La structure sémantique consiste donc en une prédication noyau (core predication) qui exprime le changement d’état et une prédication subordonnée décrivant la manière par laquelle ce changement intervient. Ainsi, dans la SLC des constructions résulatives, l’objet transitif ou le sujet intransitif sont simultanément l’argument sémantique des deux prédicats, qui sont liés d’une certaine manière, à savoir par un opérateur de subordination.

La prédication noyau est réalisé par un préfixe, une particule ou un adjectif gradable et la prédication subordonnée par le (radical/thème (stem) du) verbe. Le sens du complexe dérivé est déterminé conjointement par les deux prédicats, souvent d’une manière non-compositionnelle. Par conséquent, les composants de la SLC résultative suivent tous le même pattern ‘(cause to) change state to X by Y’.

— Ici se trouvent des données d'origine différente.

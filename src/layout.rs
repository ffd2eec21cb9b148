//! Scene-space geometry and relative placement.
//!
//! Scene space is measured in units with the origin at the frame center and
//! `+y` pointing up. Placement follows the usual motion-graphics conventions:
//! `next_to` puts an object against a target edge with a gap, and `arrange`
//! lines objects up with a gap and recenters the row on the origin.

use serde::{Deserialize, Serialize};
use std::ops::{Add, Mul, Neg, Sub};

/// Position in scene units
#[derive(Debug, Clone, Copy, PartialEq, Default, Serialize, Deserialize)]
pub struct Point {
    pub x: f32,
    pub y: f32,
}

impl Point {
    pub const ORIGIN: Point = Point { x: 0.0, y: 0.0 };

    pub const fn new(x: f32, y: f32) -> Self {
        Self { x, y }
    }
}

impl Add for Point {
    type Output = Point;

    fn add(self, rhs: Point) -> Point {
        Point::new(self.x + rhs.x, self.y + rhs.y)
    }
}

impl Sub for Point {
    type Output = Point;

    fn sub(self, rhs: Point) -> Point {
        Point::new(self.x - rhs.x, self.y - rhs.y)
    }
}

impl Mul<f32> for Point {
    type Output = Point;

    fn mul(self, rhs: f32) -> Point {
        Point::new(self.x * rhs, self.y * rhs)
    }
}

impl Neg for Point {
    type Output = Point;

    fn neg(self) -> Point {
        Point::new(-self.x, -self.y)
    }
}

/// Unit direction used by placement and shifted fades
#[derive(Debug, Clone, Copy, PartialEq, Eq, Serialize, Deserialize)]
#[serde(rename_all = "snake_case")]
pub enum Direction {
    Up,
    Down,
    Left,
    Right,
}

impl Direction {
    pub fn vector(self) -> Point {
        match self {
            Direction::Up => Point::new(0.0, 1.0),
            Direction::Down => Point::new(0.0, -1.0),
            Direction::Left => Point::new(-1.0, 0.0),
            Direction::Right => Point::new(1.0, 0.0),
        }
    }

    pub fn opposite(self) -> Direction {
        match self {
            Direction::Up => Direction::Down,
            Direction::Down => Direction::Up,
            Direction::Left => Direction::Right,
            Direction::Right => Direction::Left,
        }
    }
}

/// Axis-aligned bounds in scene units
#[derive(Debug, Clone, Copy, PartialEq, Serialize, Deserialize)]
pub struct BoundingBox {
    pub min: Point,
    pub max: Point,
}

impl BoundingBox {
    pub fn from_center(center: Point, width: f32, height: f32) -> Self {
        let half = Point::new(width / 2.0, height / 2.0);
        Self {
            min: center - half,
            max: center + half,
        }
    }

    pub fn center(&self) -> Point {
        (self.min + self.max) * 0.5
    }

    pub fn width(&self) -> f32 {
        self.max.x - self.min.x
    }

    pub fn height(&self) -> f32 {
        self.max.y - self.min.y
    }

    pub fn union(&self, other: &BoundingBox) -> BoundingBox {
        BoundingBox {
            min: Point::new(self.min.x.min(other.min.x), self.min.y.min(other.min.y)),
            max: Point::new(self.max.x.max(other.max.x), self.max.y.max(other.max.y)),
        }
    }

    pub fn translate(&self, offset: Point) -> BoundingBox {
        BoundingBox {
            min: self.min + offset,
            max: self.max + offset,
        }
    }

    /// Midpoint of the edge facing `direction`
    pub fn edge(&self, direction: Direction) -> Point {
        let c = self.center();
        match direction {
            Direction::Up => Point::new(c.x, self.max.y),
            Direction::Down => Point::new(c.x, self.min.y),
            Direction::Left => Point::new(self.min.x, c.y),
            Direction::Right => Point::new(self.max.x, c.y),
        }
    }
}

/// Offset that places `mobject` against `target` on the `direction` side,
/// `buff` units away, centered on the target along the other axis.
pub fn next_to_offset(
    mobject: &BoundingBox,
    target: &BoundingBox,
    direction: Direction,
    buff: f32,
) -> Point {
    let target_point = target.edge(direction);
    let anchor = mobject.edge(direction.opposite());
    target_point - anchor + direction.vector() * buff
}

/// Offsets that line `boxes` up along `direction` with `buff` gaps and then
/// center the whole row on the origin.
pub fn arrange_offsets(boxes: &[BoundingBox], direction: Direction, buff: f32) -> Vec<Point> {
    let mut offsets = Vec::with_capacity(boxes.len());
    let mut placed: Vec<BoundingBox> = Vec::with_capacity(boxes.len());

    for (idx, bbox) in boxes.iter().enumerate() {
        let offset = if idx == 0 {
            Point::ORIGIN
        } else {
            next_to_offset(bbox, &placed[idx - 1], direction, buff)
        };
        offsets.push(offset);
        placed.push(bbox.translate(offset));
    }

    if let Some(first) = placed.first() {
        let bounds = placed.iter().skip(1).fold(*first, |acc, b| acc.union(b));
        let recenter = -bounds.center();
        for offset in &mut offsets {
            *offset = *offset + recenter;
        }
    }

    offsets
}

#[cfg(test)]
mod tests {
    use super::*;

    fn approx(a: f32, b: f32) -> bool {
        (a - b).abs() < 1e-5
    }

    #[test]
    fn test_next_to_below() {
        let target = BoundingBox::from_center(Point::ORIGIN, 4.0, 1.0);
        let mobject = BoundingBox::from_center(Point::new(3.0, 3.0), 2.0, 2.0);

        let placed = mobject.translate(next_to_offset(&mobject, &target, Direction::Down, 1.0));
        assert!(approx(placed.max.y, -1.5));
        assert!(approx(placed.center().x, 0.0));
    }

    #[test]
    fn test_arrange_right_centers_row() {
        let boxes = [
            BoundingBox::from_center(Point::ORIGIN, 0.3, 1.0),
            BoundingBox::from_center(Point::ORIGIN, 0.3, 2.0),
            BoundingBox::from_center(Point::ORIGIN, 0.3, 1.5),
        ];
        let offsets = arrange_offsets(&boxes, Direction::Right, 0.5);
        let placed: Vec<_> = boxes
            .iter()
            .zip(&offsets)
            .map(|(b, o)| b.translate(*o))
            .collect();

        assert!(approx(placed[1].min.x - placed[0].max.x, 0.5));
        assert!(approx(placed[2].min.x - placed[1].max.x, 0.5));
        assert!(approx(placed[0].min.x, -(placed[2].max.x)));
        // vertically centered on one another
        for b in &placed {
            assert!(approx(b.center().y, 0.0));
        }
    }

    #[test]
    fn test_arrange_empty() {
        assert!(arrange_offsets(&[], Direction::Right, 0.5).is_empty());
    }
}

Dans les constructions résultatives (y compris les verbes à particule et les verbes préfixés), le sens du prédicat noyau peut être spécifique, avec une prédication secondaire adjectivale ou prépositionnelle, ou très vague, comme dans les combinaisons verbe-particule/préfixe. Le prédicat noyau doit indiquer la fin d’un trajet ou l’état résultant, qui doit se produire au moment où s’arrête l’action dénotée par le verbe. Là où le contenu sémantique du prédicat noyau est particulièrement vague, il se réduit à un constat qu’un point terminal a été atteint, se confondant avec un simple marqueur aspectuel de télicité (comme dans to eat one’s porridge up), mais les particules en anglais ne sont pas des véritables marqueurs d’aspect puisqu’elles exigent que l’objet subisse un changement d’état.

Effectivement, au moins superficiellement, les verbes à particules exemplifient essentiellement le même type de construction que les résultatifs parce que le prédicat secondaire doit nécessairement exprimer un changement d’état ou de lieu de l’objet. Par contraste avec les exemples en (298a et c), les objets en (298b et d) ne subissent aucun changement, ce qui rend ces exemples agrammaticaux : (298) a. She broke the planks apart.

b. *She walked the street across.

c. She wiped the table clean.

d. *She described the accident terrifying. (Spencer et Zaretskaya 1998 : 2 (5), 3 (6)) Spencer et Zaretskaya utilisent un modèle - structure lexicale conceptuelle SLC (suivant Jackendoff 1990) - où le prédicat a une représentation sémantique qui doit refléter tous les aspects du sens lexical qui sont reflétés dans la morphosyntaxe, d'une manière ou d'une autre (« LCS representation is a representation of the grammatically relevant aspects of semantic structure, not a complete semantic representation. »), qui est ensuite mappée sur la structure syntaxique via une gamme de règles de linking (éventuellement via la médiation d’un niveau séparé de structure argumentale du prédicat). Une structure lexicale conceptuelle peut être réalisée morphosyntaxiquement soit par un mot morphologique simple ou complexe, soit par un constituant/groupe syntaxique, soit par une expression morphosyntaxique qui montre certaines propriétés d’un mot et certaines d’un groupe (comme par exemple, les préverbes du hongrois, les verbes à particules dans les langues germaniques et les constructions à verbe léger dans le coréen, le japonais, etc.)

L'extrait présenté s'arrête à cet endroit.